CONKLING. I protest against any portion of this interruption
being taken out of my time.
The
SPEAKER. It must come out of the gentleman’s time, except by
unanimous consent.
Mr.
VALLANDIGHAM. The question raised is a point of order, and
therefore it cannot come out of the gentleman’s time.
Mr.
HINDMAN. It seems to me that a point of order raised upon the
gentleman, and all remarks connected therewith, would not come out of
the gentleman’s time.
Mr.
McKEAN. If it does not come out of the gentleman’s time, the
interruption might consume the whole day.
Mr.
SPINNER. Is not the point of order settled?
Mr.
HINDMAN. The decision of the Chair was that such remarks were not
in order.
The
SPEAKER. The Chair stated that it would be the duty of the Chair
to arrest any personal remarks; but the particular language a speaker
uses the Chair never can control.
Mr.
HINDMAN. I shall continue to raise the point of order from time
to time, and I hope the gentleman from New York will bear that
determination in mind.
Mr.
GROW. We have set here the whole session, hearing ourselves
denounced as traitors and everything else. Free speech ought to
be tolerated upon this floor.
Mr.
CONKLING. Mr. Speaker, I was proceeding to say when
interrupted, that the alleged grievances I have enumerated are the
avowed occasion of this revolt, and I say now that they are not
reasons, but excuses, sad, pitiful excuses of designing and desperate
men; the subterfuges and make-shifts of unholy and baffled
ambition. The true explanation lies deeper. The true reason
is, that by the sentiment of an overwhelming majority of the people of
the Republic, slaveholding, as a moral proposition, is outlawed and
abhorred; that assent to slavery, as a policy to be fostered, has
forever ceased to be national in this country. It is charged upon
the North, sir—and I am going to continue to speak with great frankness
upon this subject-—it is charged upon the North that at the fireside,
on the pavement, in the school house, slavery is held to be a moral,
social, and political evil. The charge is true, sir; every word
of it. A large majority of the people of the North, no mutter of
what political party, look upon slavery as an insatiate master.

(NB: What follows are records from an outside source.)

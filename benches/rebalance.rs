//! Rebalance benchmarks: full pipeline, flattening, and plan generation.

use criterion::{BenchmarkId, Criterion, black_box, criterion_group, criterion_main};
use driftplan::{
    CostModel, Holding, InstrumentId, PlanParams, PortfolioSnapshot, RebalanceRequest,
    TargetNode, TargetTable, Universe, UnlistedPolicy, compute_drift, generate_plan, rebalance,
    resolve,
};
use rust_decimal::Decimal;

fn id(i: usize) -> InstrumentId {
    InstrumentId::new(format!("S{i:04}"))
}

/// `n` holdings with deterministic pseudo-random quantities and prices,
/// targeted at equal weight across `n` instruments offset by half, so half
/// the book is divested and half bought.
fn build_request(n: usize) -> RebalanceRequest {
    let mut state: u32 = 42;
    let mut next = || {
        state ^= state << 13;
        state ^= state >> 17;
        state ^= state << 5;
        state
    };

    let holdings: Vec<Holding> = (0..n)
        .map(|i| {
            let qty = Decimal::from(next() % 500 + 1);
            let price = Decimal::new(i64::from(next() % 50_000 + 100), 2);
            Holding::new(id(i), qty, price).unwrap()
        })
        .collect();
    let snapshot = PortfolioSnapshot::new(holdings, Decimal::from(10_000)).unwrap();

    let offset = n / 2;
    let quotes: Vec<(InstrumentId, Decimal)> = (n..n + offset)
        .map(|i| (id(i), Decimal::new(i64::from(next() % 50_000 + 100), 2)))
        .collect();
    let universe = Universe::from_snapshot(&snapshot).with_quotes(quotes).unwrap();

    let weight = Decimal::ONE / Decimal::from(n);
    let nodes: Vec<TargetNode> = (offset..n + offset)
        .map(|i| TargetNode::Instrument {
            instrument: id(i),
            weight,
        })
        .collect();

    RebalanceRequest {
        snapshot,
        targets: TargetTable::new(nodes),
        universe,
        policy: UnlistedPolicy::Divest,
        params: PlanParams {
            tolerance: Decimal::new(5, 3),
            cost_model: CostModel::flat(Decimal::new(250, 2)),
            ..PlanParams::default()
        },
    }
}

/// 10 categories of `n / 10` instruments each.
fn nested_table(n: usize) -> TargetTable {
    let per = n / 10;
    let member_weight = Decimal::ONE / Decimal::from(per);
    let categories = (0..10)
        .map(|c| {
            let members = (0..per)
                .map(|j| TargetNode::Instrument {
                    instrument: id(c * per + j),
                    weight: member_weight,
                })
                .collect();
            TargetNode::category(&format!("cat{c}"), Decimal::new(1, 1), members)
        })
        .collect();
    TargetTable::new(categories)
}

fn bench_rebalance(c: &mut Criterion) {
    let mut group = c.benchmark_group("rebalance");

    for &n in &[10usize, 100, 1_000] {
        let req = build_request(n);
        group.bench_with_input(BenchmarkId::new("pipeline", n), &req, |b, req| {
            b.iter(|| rebalance(black_box(req)).unwrap());
        });
    }

    group.finish();
}

fn bench_stages(c: &mut Criterion) {
    let req = build_request(1_000);
    let targets = resolve(&req.targets, &req.snapshot, &req.universe, req.policy).unwrap();
    let drift = compute_drift(&req.snapshot, &targets, &req.universe).unwrap();

    c.bench_function("drift_1000", |b| {
        b.iter(|| compute_drift(black_box(&req.snapshot), &targets, &req.universe).unwrap());
    });

    c.bench_function("plan_1000", |b| {
        b.iter(|| generate_plan(black_box(&drift), &req.params).unwrap());
    });

    let table = nested_table(1_000);
    c.bench_function("flatten_nested_1000", |b| {
        b.iter(|| black_box(&table).flatten().unwrap());
    });
}

criterion_group!(benches, bench_rebalance, bench_stages);
criterion_main!(benches);
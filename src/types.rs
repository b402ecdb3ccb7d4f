//! Core identifiers: InstrumentId, Currency

use std::fmt;

/// Identifier of a tradable instrument (ticker, ISIN or broker product id).
///
/// Ordering is lexicographic on the raw string. Every deterministic
/// tie-break in the engine relies on this ordering.
#[derive(Clone, Debug, Default, PartialEq, Eq, PartialOrd, Ord, Hash)]
#[cfg_attr(feature = "serde", derive(serde::Serialize, serde::Deserialize))]
#[cfg_attr(feature = "serde", serde(transparent))]
pub struct InstrumentId(String);

impl InstrumentId {
    pub fn new(id: impl Into<String>) -> Self {
        Self(id.into())
    }

    #[inline]
    pub fn as_str(&self) -> &str {
        &self.0
    }
}

impl fmt::Display for InstrumentId {
    fn fmt(&self, f: &mut fmt::Formatter<'_>) -> fmt::Result {
        f.pad(&self.0)
    }
}

impl From<&str> for InstrumentId {
    fn from(s: &str) -> Self {
        Self::new(s)
    }
}

/// Currency code, normalized to upper case ("eur" and "EUR" are the same currency).
#[derive(Clone, Debug, PartialEq, Eq, PartialOrd, Ord, Hash)]
#[cfg_attr(feature = "serde", derive(serde::Serialize, serde::Deserialize))]
#[cfg_attr(feature = "serde", serde(from = "String", into = "String"))]
pub struct Currency(String);

impl Currency {
    pub fn new(code: &str) -> Self {
        Self(code.trim().to_ascii_uppercase())
    }

    #[inline]
    pub fn as_str(&self) -> &str {
        &self.0
    }
}

impl From<String> for Currency {
    fn from(s: String) -> Self {
        Self::new(&s)
    }
}

impl From<Currency> for String {
    fn from(c: Currency) -> Self {
        c.0
    }
}

impl fmt::Display for Currency {
    fn fmt(&self, f: &mut fmt::Formatter<'_>) -> fmt::Result {
        f.pad(&self.0)
    }
}
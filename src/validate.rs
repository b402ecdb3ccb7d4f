//! Independent feasibility re-check of a generated plan.
//!
//! Nothing here trusts the generator's running cash pool: every figure is
//! re-derived from the snapshot and the orders themselves.

use std::fmt;

use rust_decimal::Decimal;
use rustc_hash::FxHashMap;

use crate::error::{Error, Result};
use crate::plan::TradePlan;
use crate::snapshot::PortfolioSnapshot;
use crate::types::InstrumentId;

/// Outcome of all plan checks.
#[derive(Debug, Clone, PartialEq)]
#[cfg_attr(feature = "serde", derive(serde::Serialize))]
pub struct ValidationReport {
    pub checks: Vec<PlanCheck>,
}

#[derive(Debug, Clone, PartialEq)]
#[cfg_attr(feature = "serde", derive(serde::Serialize))]
pub struct PlanCheck {
    pub name: &'static str,
    pub status: CheckStatus,
    pub detail: String,
}

#[derive(Debug, Clone, Copy, PartialEq, Eq)]
#[cfg_attr(feature = "serde", derive(serde::Serialize, serde::Deserialize))]
pub enum CheckStatus {
    Pass,
    Fail,
}

impl fmt::Display for CheckStatus {
    fn fmt(&self, f: &mut fmt::Formatter<'_>) -> fmt::Result {
        match self {
            CheckStatus::Pass => write!(f, "PASS"),
            CheckStatus::Fail => write!(f, "FAIL"),
        }
    }
}

impl ValidationReport {
    pub fn has_failures(&self) -> bool {
        self.checks.iter().any(|c| c.status == CheckStatus::Fail)
    }

    fn failures(&self) -> impl Iterator<Item = &PlanCheck> {
        self.checks.iter().filter(|c| c.status == CheckStatus::Fail)
    }
}

impl fmt::Display for ValidationReport {
    fn fmt(&self, f: &mut fmt::Formatter<'_>) -> fmt::Result {
        writeln!(f, "PLAN CHECKS:")?;
        for check in &self.checks {
            writeln!(f, "  [{}] {}: {}", check.status, check.name, check.detail)?;
        }
        Ok(())
    }
}

fn status(ok: bool) -> CheckStatus {
    if ok { CheckStatus::Pass } else { CheckStatus::Fail }
}

/// Run every check and build the report without judging it.
pub fn check_plan(snapshot: &PortfolioSnapshot, plan: &TradePlan) -> ValidationReport {
    let mut checks = Vec::new();

    // 1. Order integrity: positive quantities, value = quantity × price
    let bad: Vec<String> = plan
        .orders
        .iter()
        .filter(|o| {
            o.quantity <= Decimal::ZERO
                || o.unit_price <= Decimal::ZERO
                || o.estimated_cost < Decimal::ZERO
                || o.estimated_value != o.quantity * o.unit_price
        })
        .map(|o| format!("{} {}", o.side, o.instrument))
        .collect();
    checks.push(PlanCheck {
        name: "Order integrity",
        status: status(bad.is_empty()),
        detail: if bad.is_empty() {
            format!("{} orders well-formed", plan.orders.len())
        } else {
            format!("malformed: {}", bad.join(", "))
        },
    });

    // 2. Sell coverage: never sell more than is held
    let mut sold: FxHashMap<&InstrumentId, Decimal> = FxHashMap::default();
    for o in plan.sells() {
        *sold.entry(&o.instrument).or_insert(Decimal::ZERO) += o.quantity;
    }
    let mut oversold: Vec<String> = sold
        .iter()
        .filter_map(|(id, qty)| {
            let held = snapshot.quantity_of(id);
            (*qty > held).then(|| format!("{id} sells {qty} of {held}"))
        })
        .collect();
    oversold.sort();
    checks.push(PlanCheck {
        name: "Sell coverage",
        status: status(oversold.is_empty()),
        detail: if oversold.is_empty() {
            format!("{} instruments sold within holdings", sold.len())
        } else {
            oversold.join("; ")
        },
    });

    // 3. Net cash: cash − buys + sells − costs ≥ 0
    // Folded in plan order, value re-derived from quantity × price.
    let mut net = Decimal::ZERO;
    for o in &plan.orders {
        let value = o.quantity * o.unit_price;
        net += Decimal::from(o.side.cash_sign()) * value - o.estimated_cost;
    }
    let cash_after = snapshot.cash() + net;
    let cash_ok = !cash_after.is_sign_negative() || cash_after.is_zero();
    checks.push(PlanCheck {
        name: "Net cash",
        status: status(cash_ok),
        detail: format!(
            "{:.2} cash {:+.2} net = {:.2} {} 0",
            snapshot.cash(),
            net,
            cash_after,
            if cash_ok { ">=" } else { "<" },
        ),
    });

    // 4. Summary consistency: the plan's bookkeeping matches the orders
    let consistent = plan.summary.net_cash_change == net;
    checks.push(PlanCheck {
        name: "Summary consistency",
        status: status(consistent),
        detail: if consistent {
            "net cash change matches orders".into()
        } else {
            format!(
                "summary says {:.2}, orders give {:.2}",
                plan.summary.net_cash_change, net
            )
        },
    });

    ValidationReport { checks }
}

/// Validate a plan against the snapshot it was generated from.
///
/// Returns the report when every check passes, `PlanInfeasible` otherwise.
/// A failed plan must be discarded whole.
pub fn validate_plan(snapshot: &PortfolioSnapshot, plan: &TradePlan) -> Result<ValidationReport> {
    let report = check_plan(snapshot, plan);
    if report.has_failures() {
        let reasons: Vec<String> = report
            .failures()
            .map(|c| format!("{}: {}", c.name, c.detail))
            .collect();
        return Err(Error::PlanInfeasible(reasons.join("; ")));
    }
    Ok(report)
}
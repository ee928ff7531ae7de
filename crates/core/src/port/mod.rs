// Port Layer - Interfaces for external dependencies

pub mod time_provider;

// Re-exports
pub use time_provider::{FixedTimeProvider, SystemTimeProvider, TimeProvider};
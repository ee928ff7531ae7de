// Time Provider Port (for testability)

use chrono::{DateTime, Local, Utc};

/// Time provider interface (allows mocking in tests)
#[cfg_attr(test, mockall::automock)]
pub trait TimeProvider: Send + Sync {
    /// Get current time in milliseconds since epoch
    fn now_millis(&self) -> i64;

    /// Wall-clock time of day as `HH:MM`, used for call events
    fn clock_label(&self) -> String;
}

/// System time provider (production)
pub struct SystemTimeProvider;

impl TimeProvider for SystemTimeProvider {
    fn now_millis(&self) -> i64 {
        Utc::now().timestamp_millis()
    }

    fn clock_label(&self) -> String {
        Local::now().format("%H:%M").to_string()
    }
}

/// Frozen clock for deterministic tests and replays (UTC labels)
#[derive(Debug, Clone, Copy)]
pub struct FixedTimeProvider {
    millis: i64,
}

impl FixedTimeProvider {
    pub fn new(millis: i64) -> Self {
        Self { millis }
    }
}

impl TimeProvider for FixedTimeProvider {
    fn now_millis(&self) -> i64 {
        self.millis
    }

    fn clock_label(&self) -> String {
        DateTime::<Utc>::from_timestamp_millis(self.millis)
            .map(|dt| dt.format("%H:%M").to_string())
            .unwrap_or_else(|| "00:00".to_string())
    }
}

#[cfg(test)]
mod tests {
    use super::*;

    #[test]
    fn test_fixed_clock_label() {
        // 1970-01-01T09:05:00Z
        let clock = FixedTimeProvider::new((9 * 60 + 5) * 60 * 1000);
        assert_eq!(clock.clock_label(), "09:05");
        assert_eq!(clock.now_millis(), 32_700_000);
    }

    #[test]
    fn test_system_clock_label_shape() {
        let label = SystemTimeProvider.clock_label();
        assert_eq!(label.len(), 5);
        assert_eq!(&label[2..3], ":");
    }
}
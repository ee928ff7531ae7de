// Domain Error Types

use thiserror::Error;

use crate::domain::ticket::{TicketAction, TicketId, TicketStatus};

#[derive(Error, Debug, Clone, PartialEq, Eq)]
pub enum DomainError {
    #[error("Invalid ticket transition: cannot {action} ticket {ticket_id} while it is {from}")]
    InvalidTransition {
        ticket_id: TicketId,
        from: TicketStatus,
        action: TicketAction,
    },

    #[error("Ticket not found: {0}")]
    TicketNotFound(TicketId),

    #[error("Validation error: {0}")]
    ValidationError(String),
}

pub type Result<T> = std::result::Result<T, DomainError>;
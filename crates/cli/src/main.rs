//! Walk-in CLI - Command-line interface for the walk-in queue daemon

use anyhow::{Context, Result};
use clap::{Parser, Subcommand};
use colored::Colorize;
use serde::{Deserialize, Serialize};
use serde_json::{json, Value};
use tabled::{Table, Tabled};

const DEFAULT_RPC_URL: &str = "http://127.0.0.1:9630";

#[derive(Parser)]
#[command(name = "walkin")]
#[command(about = "Walk-in queue CLI", long_about = None)]
#[command(version)]
struct Cli {
    #[command(subcommand)]
    command: Commands,

    /// RPC server URL
    #[arg(long, env = "WALKIN_RPC_URL", default_value = DEFAULT_RPC_URL)]
    rpc_url: String,
}

#[derive(Subcommand)]
enum Commands {
    /// Show daemon status
    Health,

    /// Show a configured unit
    Info {
        /// Unit id
        unit: String,
    },

    /// Issue a ticket
    Issue {
        /// Unit id
        unit: String,

        /// Service id (or free label when the unit has no catalog)
        #[arg(short, long)]
        service: String,

        /// Request priority service
        #[arg(short, long)]
        priority: bool,

        /// Priority category (e.g., elderly, pregnant)
        #[arg(long)]
        priority_kind: Option<String>,

        /// Party size for table-mode units
        #[arg(short, long)]
        group_size: Option<u32>,

        /// Requester name
        #[arg(long)]
        name: Option<String>,

        /// Requester contact
        #[arg(long)]
        contact: Option<String>,
    },

    /// List a unit's queue
    List {
        /// Unit id
        unit: String,
    },

    /// Call the next waiting ticket
    CallNext {
        /// Unit id
        unit: String,
    },

    /// Apply an action to a ticket (call, served, absent, hold, resume)
    Ticket {
        /// Unit id
        unit: String,

        /// Ticket id
        id: u64,

        /// Action name
        action: String,
    },

    /// Manage tables of a table-mode unit
    Tables {
        #[command(subcommand)]
        command: TableCommands,
    },
}

#[derive(Subcommand)]
enum TableCommands {
    /// List free tables
    List {
        /// Unit id
        unit: String,
    },

    /// Register a free table
    Register {
        /// Unit id
        unit: String,

        /// Seat count
        #[arg(short, long)]
        seats: u32,

        /// Display label
        #[arg(short, long)]
        note: Option<String>,
    },

    /// Seat a ticket at a table
    Assign {
        /// Unit id
        unit: String,

        /// Table id
        table: u32,

        /// Ticket id
        ticket: u64,
    },
}

#[derive(Serialize)]
struct JsonRpcRequest {
    jsonrpc: String,
    method: String,
    params: Value,
    id: u64,
}

#[derive(Deserialize)]
struct JsonRpcResponse {
    #[allow(dead_code)]
    jsonrpc: String,
    #[allow(dead_code)]
    id: u64,
    result: Option<Value>,
    error: Option<JsonRpcError>,
}

#[derive(Deserialize)]
struct JsonRpcError {
    code: i32,
    message: String,
}

#[derive(Tabled)]
struct TicketRow {
    id: u64,
    number: String,
    service: String,
    status: String,
    priority: String,
    requester: String,
}

impl TicketRow {
    fn from_json(ticket: &Value) -> Self {
        let text = |key: &str| ticket[key].as_str().unwrap_or("-").to_string();
        let priority = if ticket["priority"].as_bool().unwrap_or(false) {
            ticket["priority_kind"].as_str().unwrap_or("yes").to_string()
        } else {
            "-".to_string()
        };

        Self {
            id: ticket["id"].as_u64().unwrap_or(0),
            number: text("visible_number"),
            service: text("service"),
            status: text("status"),
            priority,
            requester: text("requester_name"),
        }
    }
}

#[derive(Tabled)]
struct TableRow {
    id: u64,
    seats: u64,
    label: String,
}

impl TableRow {
    fn from_json(table: &Value) -> Self {
        let id = table["id"].as_u64().unwrap_or(0);
        let seats = table["seats"].as_u64().unwrap_or(0);
        let label = table["note"]
            .as_str()
            .map(str::to_string)
            .unwrap_or_else(|| format!("Table {} ({} seats)", id, seats));

        Self { id, seats, label }
    }
}

async fn call_rpc(url: &str, method: &str, params: Value) -> Result<Value> {
    let request = JsonRpcRequest {
        jsonrpc: "2.0".to_string(),
        method: method.to_string(),
        params,
        id: 1,
    };

    let client = reqwest::Client::new();
    let response: JsonRpcResponse = client
        .post(url)
        .json(&request)
        .send()
        .await
        .context("Failed to connect to daemon")?
        .json()
        .await
        .context("Failed to parse response")?;

    if let Some(error) = response.error {
        anyhow::bail!("RPC error ({}): {}", error.code, error.message);
    }

    response
        .result
        .ok_or_else(|| anyhow::anyhow!("No result in response"))
}

fn print_ticket(ticket: &Value) {
    println!("{}", Table::new(vec![TicketRow::from_json(ticket)]));
}

#[tokio::main]
async fn main() -> Result<()> {
    let cli = Cli::parse();

    match cli.command {
        Commands::Health => {
            println!("{}", "System Status".cyan().bold());
            println!();

            match call_rpc(&cli.rpc_url, "system.health.v1", json!({})).await {
                Ok(health) => {
                    println!("  {} {}", "RPC URL:".bold(), cli.rpc_url);
                    println!("  {} {}", "Status:".bold(), "ONLINE".green());
                    println!("  {} {}", "Version:".bold(), health["version"]);
                    println!();
                    println!("  {} {}", "Configured units:".bold(), health["configured_units"]);
                    println!("  {} {}", "Active units:".bold(), health["active_units"]);
                    println!("  {} {} seconds", "Uptime:".bold(), health["uptime_seconds"]);
                }
                Err(e) => {
                    println!("  {} {}", "Status:".bold(), "ERROR".red());
                    println!("  {} {}", "Error:".bold(), e);
                }
            }
        }

        Commands::Info { unit } => {
            let result = call_rpc(&cli.rpc_url, "unit.info.v1", json!({ "unit_id": unit })).await?;
            let info = &result["unit"];

            println!("{}", format!("Unit {}", unit).cyan().bold());
            println!();
            println!("  {} {}", "Name:".bold(), info["name"].as_str().unwrap_or("-"));
            println!("  {} {}", "Segment:".bold(), info["segment"].as_str().unwrap_or("-"));
            println!(
                "  {} {}",
                "Availability:".bold(),
                info["availability"].as_str().unwrap_or("-")
            );
            println!(
                "  {} {} from {}",
                "Numbering:".bold(),
                info["prefix"].as_str().unwrap_or("-"),
                info["offset"]
            );
            println!("  {} {}", "Priority:".bold(), info["priority_eligible"]);
            println!("  {} {}", "Table mode:".bold(), info["table_mode"]);

            if let Some(services) = info["services"].as_array().filter(|s| !s.is_empty()) {
                println!();
                println!("  {}", "Services:".bold());
                for service in services {
                    println!(
                        "    {} {}",
                        service["id"].as_str().unwrap_or("-"),
                        service["name"].as_str().unwrap_or("-").dimmed()
                    );
                }
            }
        }

        Commands::Issue {
            unit,
            service,
            priority,
            priority_kind,
            group_size,
            name,
            contact,
        } => {
            let params = json!({
                "unit_id": unit,
                "service": service,
                "priority": priority,
                "priority_kind": priority_kind,
                "group_size": group_size,
                "requester_name": name,
                "requester_contact": contact,
            });

            let result = call_rpc(&cli.rpc_url, "queue.issue.v1", params).await?;

            println!(
                "{}",
                format!(
                    "✓ Ticket {} issued (position {})",
                    result["ticket"]["visible_number"].as_str().unwrap_or("-"),
                    result["position"]
                )
                .green()
                .bold()
            );
            println!();
            print_ticket(&result["ticket"]);
        }

        Commands::List { unit } => {
            let result = call_rpc(&cli.rpc_url, "queue.list.v1", json!({ "unit_id": unit })).await?;

            let rows: Vec<TicketRow> = result["tickets"]
                .as_array()
                .map(|tickets| tickets.iter().map(TicketRow::from_json).collect())
                .unwrap_or_default();

            println!("{}", format!("Queue {}", unit).cyan().bold());
            println!();
            if rows.is_empty() {
                println!("{}", "No tickets".yellow());
            } else {
                println!("{}", Table::new(rows));
            }

            let summary = &result["summary"];
            println!();
            println!(
                "  {} {}  {} {}  {} {}  {} {}",
                "Total:".bold(),
                summary["total"],
                "Active:".bold(),
                summary["active"],
                "Served:".bold(),
                summary["served"],
                "Absent:".bold(),
                summary["absent"]
            );

            if let Some(calls) = result["recent_calls"].as_array().filter(|c| !c.is_empty()) {
                println!();
                println!("  {}", "Recent calls:".bold());
                for call in calls {
                    println!(
                        "    {} {} {}",
                        call["time_of_day"].as_str().unwrap_or("--:--").dimmed(),
                        call["visible_number"].as_str().unwrap_or("-"),
                        call["resource"].as_str().unwrap_or("")
                    );
                }
            }
        }

        Commands::CallNext { unit } => {
            let result =
                call_rpc(&cli.rpc_url, "queue.call_next.v1", json!({ "unit_id": unit })).await?;

            if result["outcome"] == "called" {
                println!(
                    "{}",
                    format!(
                        "✓ Calling {}",
                        result["ticket"]["visible_number"].as_str().unwrap_or("-")
                    )
                    .green()
                    .bold()
                );
                println!();
                print_ticket(&result["ticket"]);
            } else {
                println!("{}", "No waiting tickets".yellow());
            }
        }

        Commands::Ticket { unit, id, action } => {
            let params = json!({
                "unit_id": unit,
                "ticket_id": id,
                "action": action,
            });

            let result = call_rpc(&cli.rpc_url, "ticket.transition.v1", params).await?;

            println!(
                "{}",
                format!("✓ Ticket {} updated", id).green().bold()
            );
            println!();
            print_ticket(&result["ticket"]);
        }

        Commands::Tables { command } => match command {
            TableCommands::List { unit } => {
                let result =
                    call_rpc(&cli.rpc_url, "tables.list.v1", json!({ "unit_id": unit })).await?;

                let rows: Vec<TableRow> = result["tables"]
                    .as_array()
                    .map(|tables| tables.iter().map(TableRow::from_json).collect())
                    .unwrap_or_default();

                if rows.is_empty() {
                    println!("{}", "No free tables".yellow());
                } else {
                    println!("{}", Table::new(rows));
                }
            }

            TableCommands::Register { unit, seats, note } => {
                let params = json!({
                    "unit_id": unit,
                    "seats": seats,
                    "note": note,
                });

                let result = call_rpc(&cli.rpc_url, "tables.register.v1", params).await?;

                println!("{}", "✓ Table registered".green().bold());
                println!();
                println!("{}", Table::new(vec![TableRow::from_json(&result["table"])]));
            }

            TableCommands::Assign {
                unit,
                table,
                ticket,
            } => {
                let params = json!({
                    "unit_id": unit,
                    "table_id": table,
                    "ticket_id": ticket,
                });

                let result = call_rpc(&cli.rpc_url, "tables.assign.v1", params).await?;

                println!(
                    "{}",
                    format!(
                        "✓ Ticket {} seated at {}",
                        result["ticket"]["visible_number"].as_str().unwrap_or("-"),
                        result["ticket"]["assigned_resource"].as_str().unwrap_or("-")
                    )
                    .green()
                    .bold()
                );
            }
        },
    }

    Ok(())
}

They do not see it in its patriarchal aspects; but they see an
iron-heeled, marble-hearted oppressor, demanding always three
victims—the slave, the master, and the land. In this regard, the
people of the North agree exactly with the whole Christian world, the
slaveholding States of this blood-bought, liberty-founded Republic,
alone excepted. Why, sir, the jurisprudence of the world is
against slavery; the literature of the world is against slavery; the
civilization of the world is against slavery. Mr. Webster
once said, speaking of another subject:
“The
lightning is strong; the tornado is strong; the earth-quake is strong;
but there is something stronger than all of these: it is the
enlightened judgment of mankind.”
That, too,
is against slavery. A great man has said, “Let me write the songs
of a people, and I care not who makes their laws;" and the songs, the
poetry, and even the fine arts of the world, are against slavery.
Is any
free State to blame for that? No, sir; it is one of the
enactments of that “higher law” which my gifted friend from Ohio
[Mr. BINGHAM] spoke of the other day, and which he
said was
announced as a fact in legal and political science as far back as the
days of Madison. He might have gone much further back, certainly
as far as Elizabeth’s Attorney General, that gifted jurist who, at the
age of twenty-seven, was the greatest common lawyer in the world.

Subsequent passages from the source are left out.